(Stored data)
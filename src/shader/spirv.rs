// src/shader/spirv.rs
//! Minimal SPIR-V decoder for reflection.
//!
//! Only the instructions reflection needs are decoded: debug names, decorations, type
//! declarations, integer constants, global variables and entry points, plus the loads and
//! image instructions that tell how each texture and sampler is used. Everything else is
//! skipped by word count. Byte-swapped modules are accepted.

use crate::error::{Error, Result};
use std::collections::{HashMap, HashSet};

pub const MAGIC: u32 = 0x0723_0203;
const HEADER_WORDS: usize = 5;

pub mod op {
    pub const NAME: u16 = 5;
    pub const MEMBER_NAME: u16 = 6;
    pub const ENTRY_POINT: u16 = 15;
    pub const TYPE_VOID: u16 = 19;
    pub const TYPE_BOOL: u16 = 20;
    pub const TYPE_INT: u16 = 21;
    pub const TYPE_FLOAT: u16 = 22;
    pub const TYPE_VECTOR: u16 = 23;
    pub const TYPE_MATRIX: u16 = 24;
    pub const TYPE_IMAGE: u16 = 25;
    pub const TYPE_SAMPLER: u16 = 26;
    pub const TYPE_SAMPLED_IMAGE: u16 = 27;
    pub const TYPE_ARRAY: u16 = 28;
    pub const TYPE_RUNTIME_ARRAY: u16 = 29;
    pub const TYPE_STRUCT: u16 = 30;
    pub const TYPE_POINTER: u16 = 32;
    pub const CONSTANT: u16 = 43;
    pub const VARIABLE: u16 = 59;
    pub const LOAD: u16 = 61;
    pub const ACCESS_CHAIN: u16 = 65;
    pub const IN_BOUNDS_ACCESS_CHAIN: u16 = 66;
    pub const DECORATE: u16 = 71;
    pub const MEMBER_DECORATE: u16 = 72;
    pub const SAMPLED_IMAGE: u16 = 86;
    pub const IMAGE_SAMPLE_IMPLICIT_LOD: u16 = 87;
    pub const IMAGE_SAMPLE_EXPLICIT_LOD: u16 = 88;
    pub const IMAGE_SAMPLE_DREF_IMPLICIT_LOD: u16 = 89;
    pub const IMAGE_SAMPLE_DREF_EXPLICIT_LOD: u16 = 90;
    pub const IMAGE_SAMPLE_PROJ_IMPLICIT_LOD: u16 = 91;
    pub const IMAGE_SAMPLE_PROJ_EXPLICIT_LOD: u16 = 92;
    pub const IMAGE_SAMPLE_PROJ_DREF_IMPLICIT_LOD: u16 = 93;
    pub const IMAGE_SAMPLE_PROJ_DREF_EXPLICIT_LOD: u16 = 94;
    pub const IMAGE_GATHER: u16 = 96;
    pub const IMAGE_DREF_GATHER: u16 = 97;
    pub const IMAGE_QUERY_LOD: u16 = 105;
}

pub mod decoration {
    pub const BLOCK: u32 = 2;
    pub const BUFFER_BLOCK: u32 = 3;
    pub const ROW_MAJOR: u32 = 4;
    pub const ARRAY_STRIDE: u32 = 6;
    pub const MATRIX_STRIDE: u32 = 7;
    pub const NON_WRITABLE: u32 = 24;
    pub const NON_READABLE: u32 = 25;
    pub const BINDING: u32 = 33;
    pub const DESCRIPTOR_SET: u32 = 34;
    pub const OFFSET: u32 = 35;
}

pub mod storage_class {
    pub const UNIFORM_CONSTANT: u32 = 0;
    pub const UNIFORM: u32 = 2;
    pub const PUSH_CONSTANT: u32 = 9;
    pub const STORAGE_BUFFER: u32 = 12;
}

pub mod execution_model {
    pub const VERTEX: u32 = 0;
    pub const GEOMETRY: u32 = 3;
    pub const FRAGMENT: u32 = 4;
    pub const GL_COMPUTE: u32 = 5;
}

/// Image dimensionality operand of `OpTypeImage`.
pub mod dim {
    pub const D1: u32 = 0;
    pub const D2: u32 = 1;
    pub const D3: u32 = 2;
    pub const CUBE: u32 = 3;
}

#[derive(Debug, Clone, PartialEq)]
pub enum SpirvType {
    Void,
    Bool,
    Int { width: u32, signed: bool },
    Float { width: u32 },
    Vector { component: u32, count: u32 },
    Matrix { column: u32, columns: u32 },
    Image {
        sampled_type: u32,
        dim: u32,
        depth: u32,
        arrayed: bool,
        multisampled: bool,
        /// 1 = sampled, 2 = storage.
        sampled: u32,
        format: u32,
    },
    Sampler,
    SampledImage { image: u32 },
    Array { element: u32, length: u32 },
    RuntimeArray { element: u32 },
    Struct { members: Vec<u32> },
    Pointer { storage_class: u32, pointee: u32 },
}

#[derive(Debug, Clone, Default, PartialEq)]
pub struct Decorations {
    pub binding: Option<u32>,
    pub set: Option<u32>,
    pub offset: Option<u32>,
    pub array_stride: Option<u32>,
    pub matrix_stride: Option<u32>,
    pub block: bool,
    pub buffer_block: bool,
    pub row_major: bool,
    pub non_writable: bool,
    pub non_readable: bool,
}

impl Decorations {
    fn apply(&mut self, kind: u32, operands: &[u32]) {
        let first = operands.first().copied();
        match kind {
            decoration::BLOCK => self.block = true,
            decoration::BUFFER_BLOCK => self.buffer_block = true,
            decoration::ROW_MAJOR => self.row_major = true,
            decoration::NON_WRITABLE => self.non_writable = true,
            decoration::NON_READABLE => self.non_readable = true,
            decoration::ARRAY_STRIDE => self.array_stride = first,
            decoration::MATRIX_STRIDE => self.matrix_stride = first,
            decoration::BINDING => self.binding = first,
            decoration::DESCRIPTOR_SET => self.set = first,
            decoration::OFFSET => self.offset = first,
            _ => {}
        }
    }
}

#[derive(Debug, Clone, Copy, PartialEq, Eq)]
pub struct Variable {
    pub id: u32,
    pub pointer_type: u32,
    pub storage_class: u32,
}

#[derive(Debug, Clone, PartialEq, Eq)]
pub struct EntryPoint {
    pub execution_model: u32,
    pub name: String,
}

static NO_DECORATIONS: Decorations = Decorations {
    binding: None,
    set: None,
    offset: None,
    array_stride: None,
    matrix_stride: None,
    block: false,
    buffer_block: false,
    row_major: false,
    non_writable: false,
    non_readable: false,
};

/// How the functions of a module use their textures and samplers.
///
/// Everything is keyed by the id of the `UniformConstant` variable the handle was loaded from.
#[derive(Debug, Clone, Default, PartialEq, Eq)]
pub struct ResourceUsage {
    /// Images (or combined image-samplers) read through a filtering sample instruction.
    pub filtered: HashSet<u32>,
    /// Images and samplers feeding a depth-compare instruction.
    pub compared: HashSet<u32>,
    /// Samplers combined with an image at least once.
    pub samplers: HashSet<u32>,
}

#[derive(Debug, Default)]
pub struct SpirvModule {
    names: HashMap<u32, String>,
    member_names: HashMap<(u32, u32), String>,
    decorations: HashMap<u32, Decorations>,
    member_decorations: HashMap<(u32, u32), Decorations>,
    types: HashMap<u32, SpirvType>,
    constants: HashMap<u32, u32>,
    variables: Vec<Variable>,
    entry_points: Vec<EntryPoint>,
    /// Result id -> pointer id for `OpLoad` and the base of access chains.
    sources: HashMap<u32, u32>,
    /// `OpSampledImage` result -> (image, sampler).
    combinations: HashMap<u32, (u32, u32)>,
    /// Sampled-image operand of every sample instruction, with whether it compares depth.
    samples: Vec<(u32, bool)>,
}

--

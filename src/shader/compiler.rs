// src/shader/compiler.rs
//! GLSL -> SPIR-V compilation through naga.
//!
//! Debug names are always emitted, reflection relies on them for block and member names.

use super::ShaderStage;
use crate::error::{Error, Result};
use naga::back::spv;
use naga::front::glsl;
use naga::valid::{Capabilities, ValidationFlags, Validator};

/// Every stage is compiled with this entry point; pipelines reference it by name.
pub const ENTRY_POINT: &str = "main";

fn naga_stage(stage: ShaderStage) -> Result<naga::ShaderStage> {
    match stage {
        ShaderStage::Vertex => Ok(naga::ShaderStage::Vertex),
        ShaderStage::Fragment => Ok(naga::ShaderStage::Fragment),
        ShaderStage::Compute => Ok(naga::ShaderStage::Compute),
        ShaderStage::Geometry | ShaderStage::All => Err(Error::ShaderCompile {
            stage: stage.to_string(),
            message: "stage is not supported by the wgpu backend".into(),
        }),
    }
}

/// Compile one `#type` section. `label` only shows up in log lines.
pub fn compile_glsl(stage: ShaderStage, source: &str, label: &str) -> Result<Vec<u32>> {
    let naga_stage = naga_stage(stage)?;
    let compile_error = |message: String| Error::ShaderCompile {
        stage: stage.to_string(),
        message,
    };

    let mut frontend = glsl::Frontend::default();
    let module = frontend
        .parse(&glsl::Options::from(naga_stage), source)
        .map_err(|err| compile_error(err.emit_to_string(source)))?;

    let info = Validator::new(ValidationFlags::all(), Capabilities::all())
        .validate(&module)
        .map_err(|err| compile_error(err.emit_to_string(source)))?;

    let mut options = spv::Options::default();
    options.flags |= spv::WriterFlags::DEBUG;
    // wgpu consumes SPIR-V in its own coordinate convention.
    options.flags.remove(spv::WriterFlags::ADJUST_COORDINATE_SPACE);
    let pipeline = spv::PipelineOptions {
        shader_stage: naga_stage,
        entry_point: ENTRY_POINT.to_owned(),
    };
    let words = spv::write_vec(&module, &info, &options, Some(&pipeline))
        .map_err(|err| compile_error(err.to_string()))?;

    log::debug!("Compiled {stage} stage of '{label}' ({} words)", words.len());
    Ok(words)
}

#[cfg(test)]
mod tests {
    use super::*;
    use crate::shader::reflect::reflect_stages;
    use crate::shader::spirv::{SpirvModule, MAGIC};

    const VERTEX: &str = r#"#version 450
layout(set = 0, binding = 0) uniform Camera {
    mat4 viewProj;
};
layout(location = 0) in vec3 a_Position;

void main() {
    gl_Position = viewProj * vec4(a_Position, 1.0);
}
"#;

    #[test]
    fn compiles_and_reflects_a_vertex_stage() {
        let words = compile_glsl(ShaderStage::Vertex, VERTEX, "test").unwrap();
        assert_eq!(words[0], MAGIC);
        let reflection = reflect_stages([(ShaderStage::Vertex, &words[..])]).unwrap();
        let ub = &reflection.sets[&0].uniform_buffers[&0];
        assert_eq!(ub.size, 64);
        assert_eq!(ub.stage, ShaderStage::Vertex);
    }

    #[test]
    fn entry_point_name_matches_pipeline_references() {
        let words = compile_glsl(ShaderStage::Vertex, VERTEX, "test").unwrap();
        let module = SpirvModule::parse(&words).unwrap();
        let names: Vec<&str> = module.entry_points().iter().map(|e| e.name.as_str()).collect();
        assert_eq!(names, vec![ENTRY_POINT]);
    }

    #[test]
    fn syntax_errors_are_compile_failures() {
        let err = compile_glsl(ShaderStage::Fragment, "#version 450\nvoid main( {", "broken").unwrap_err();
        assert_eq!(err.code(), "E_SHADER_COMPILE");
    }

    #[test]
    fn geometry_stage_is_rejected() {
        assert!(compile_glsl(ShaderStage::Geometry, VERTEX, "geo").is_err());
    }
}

**Task objective**
Output, from the data above, the lines from the line with "filename src/shader/spirv.rs" to the line with "Everything else is" exactly as they stand, both ends included and nothing else.

**Finished exercise**
filename src/shader/spirv.rs
// src/shader/spirv.rs
//! Minimal SPIR-V decoder for reflection.
//!
//! Only the instructions reflection needs are decoded: debug names, decorations, type
//! declarations, integer constants, global variables and entry points, plus the loads and
//! image instructions that tell how each texture and sampler is used. Everything else is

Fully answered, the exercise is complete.